Tunisian President has declared a state of emergency after the nascent Tunisian democracy following the 2011 Arab Spring has been rocked this year by two deadly attacks perpetrated by young Tunisian jihadists.
The attacks that targeted the Bardo Museum in Tunis and the tourism resort city of Sousse have plunged the country in an uncertain future, threatening Tunisian economy and international reputation as one of the most secular Arab countries.
The state of emergency was declared while Tunisia is slowly emerging from a most chocking terrorist attack perpetrated just over a week ago by a young Tunisian allegedly trained in Libya. He gunned 38 people most of whom Britons tourists who were sunbathing on the beach.
President Beji Caid Essebsi who called, in a televised address, the international community to define a common strategy to combat terrorism said he has declared a state of emergency in order to avoid further attacks as the country is still targeted by jihadists.
Security authorities have arrested 12 people linked to the attack last week while reports from authorities said two other culprits linked to the gunman are still on the run. Authorities have also closed down 80 mosques they deem operating illegally or spreading extremism which officials say helps recruit young Tunisians to Islamist militancy.
Several officials had been fired in the wake of the attack, including the governor of Sousse, after authorities and security forces were harshly criticized for not responding quickly enough to the attack.
“Due to the terrorism risk, and the regional context, and spread of terrorism, we have declared a state of emergency,” Essebsi said in the address.
“The continued threat we face leaves the country in a state of war, where we have to use all measures necessary.”
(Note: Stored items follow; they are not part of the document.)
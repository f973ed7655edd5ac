//! Cancellation and progress reporting for validation runs.

use std::sync::Arc;
use std::sync::atomic::{AtomicBool, Ordering};

use crate::assemble::CompilationUnit;
use crate::report::UnitOutcome;

/// Handle for cooperative cancellation of a run.
///
/// `AbortHandle` can be cloned and shared across threads and tasks; any
/// clone can trigger the abort and every other clone observes it.
///
/// # Example
///
/// ```
/// use snipcheck_core::execute::AbortHandle;
///
/// let handle = AbortHandle::new();
/// let handle_clone = handle.clone();
///
/// assert!(!handle.is_aborted());
/// handle_clone.abort();
/// assert!(handle.is_aborted());
/// ```
#[derive(Debug, Clone, Default)]
pub struct AbortHandle {
    aborted: Arc<AtomicBool>,
}

impl AbortHandle {
    pub fn new() -> Self {
        Self {
            aborted: Arc::new(AtomicBool::new(false)),
        }
    }

    /// Check if abort has been requested.
    ///
    /// Units that have not started when this turns `true` are recorded as
    /// cancelled. Checks already in flight run to completion.
    pub fn is_aborted(&self) -> bool {
        self.aborted.load(Ordering::Relaxed)
    }

    /// Request abort of the run.
    pub fn abort(&self) {
        self.aborted.store(true, Ordering::Relaxed);
    }

    /// Reset the abort flag before reusing the handle for another run.
    pub fn reset(&self) {
        self.aborted.store(false, Ordering::Relaxed);
    }
}

/// Callback trait for run progress reporting.
///
/// Called from the aggregating task only, in completion order.
pub trait CheckCallback: Send + Sync {
    /// Called once the corpus is assembled, before any check starts.
    fn on_run_started(&self, _documents: usize, _checked_units: usize) {}

    /// Called when a unit's outcome is final.
    fn on_unit_finished(&self, unit: &CompilationUnit, outcome: &UnitOutcome, cached: bool);
}
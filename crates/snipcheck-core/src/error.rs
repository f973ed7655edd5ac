//! Error types for snipcheck-core.
//!
//! Configuration problems (including a missing backend tool) abort a run. Every other failure is recorded as a
//! per-unit outcome by the report aggregator so one bad snippet never blocks
//! validation of the rest of the corpus.

use std::path::PathBuf;

use thiserror::Error;

/// Result type for snipcheck-core operations.
pub type Result<T> = std::result::Result<T, Error>;

/// Errors that can occur in snipcheck-core.
#[derive(Debug, Error)]
pub enum Error {
    /// Invalid or contradictory compiler profile.
    #[error("invalid profile: {0}")]
    Config(String),

    /// Failed to read or parse the profile file.
    #[error("failed to load profile {}: {message}", path.display())]
    ProfileLoad { path: PathBuf, message: String },

    /// The corpus root does not exist or is not a directory.
    #[error("corpus root not found: {}", .0.display())]
    CorpusNotFound(PathBuf),

    /// Failed to walk the corpus tree.
    #[error("failed to scan corpus: {0}")]
    Scan(String),

    /// Type-checking backend failed outside of normal diagnostics.
    #[error("backend '{backend}' failed: {message}")]
    Backend { backend: String, message: String },

    /// The requested backend tool could not be located.
    #[error("toolchain error: {0}")]
    Toolchain(String),

    /// Cache read/write failure.
    #[error("cache error: {0}")]
    Cache(String),

    /// Report serialization error.
    #[error("serialization error: {0}")]
    Serialization(String),

    /// The run was cancelled before completion.
    #[error("run aborted")]
    Aborted,

    /// IO error.
    #[error("IO error: {0}")]
    Io(#[from] std::io::Error),
}

impl Error {
    /// Whether this error must abort the run before any unit is processed.
    pub fn is_fatal(&self) -> bool {
        matches!(
            self,
            Error::Config(_)
                | Error::ProfileLoad { .. }
                | Error::CorpusNotFound(_)
                | Error::Toolchain(_)
        )
    }

    /// Render the error together with a recovery hint for terminal display.
    pub fn with_hint(&self) -> String {
        let hint = match self {
            Error::Config(_) | Error::ProfileLoad { .. } => {
                Some("check snipcheck.toml or the command-line overrides")
            }
            Error::CorpusNotFound(_) => Some("pass the directory that contains the lesson files"),
            Error::Toolchain(_) => {
                Some("install TypeScript (`npm i -g typescript`) or use `--backend builtin`")
            }
            Error::Cache(_) => Some("run `snipcheck clean` to discard the cache"),
            _ => None,
        };

        match hint {
            Some(hint) => format!("{self}\n  hint: {hint}"),
            None => self.to_string(),
        }
    }
}

#[cfg(test)]
mod tests {
    use super::*;

    #[test]
    fn test_only_configuration_errors_are_fatal() {
        assert!(Error::Config("concurrency must be > 0".into()).is_fatal());
        assert!(Error::CorpusNotFound(PathBuf::from("lessons")).is_fatal());
        assert!(!Error::Cache("truncated".into()).is_fatal());
        assert!(
            !Error::Backend {
                backend: "tsc".into(),
                message: "crashed".into()
            }
            .is_fatal()
        );
    }

    #[test]
    fn test_hint_rendering() {
        let rendered = Error::Toolchain("tsc not found".into()).with_hint();
        assert!(rendered.starts_with("toolchain error: tsc not found"));
        assert!(rendered.contains("hint:"));

        let plain = Error::Aborted.with_hint();
        assert_eq!(plain, "run aborted");
    }
}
The state of emergency, to be in place for a renewable period of 30 days, grants the police and army forces more power to carry out arrests of people or groups deemed a threat to public security.
The Bardo museum attack in March that left 22 people killed and the Sousse attack have deteriorated the tourism industry in Tunisia considered as the main GDP contributor.
In an interview on Sunday, Tunisian Prime Minister Habib Essid, said the perpetrator of the June 26 attack, Seifeddine Rezgui, worked in the tourism industry.
‘’We are aware that he was member of a breakdance club and that he knew very well the tourism sector after working there as entertainer,” said Essid in the interview.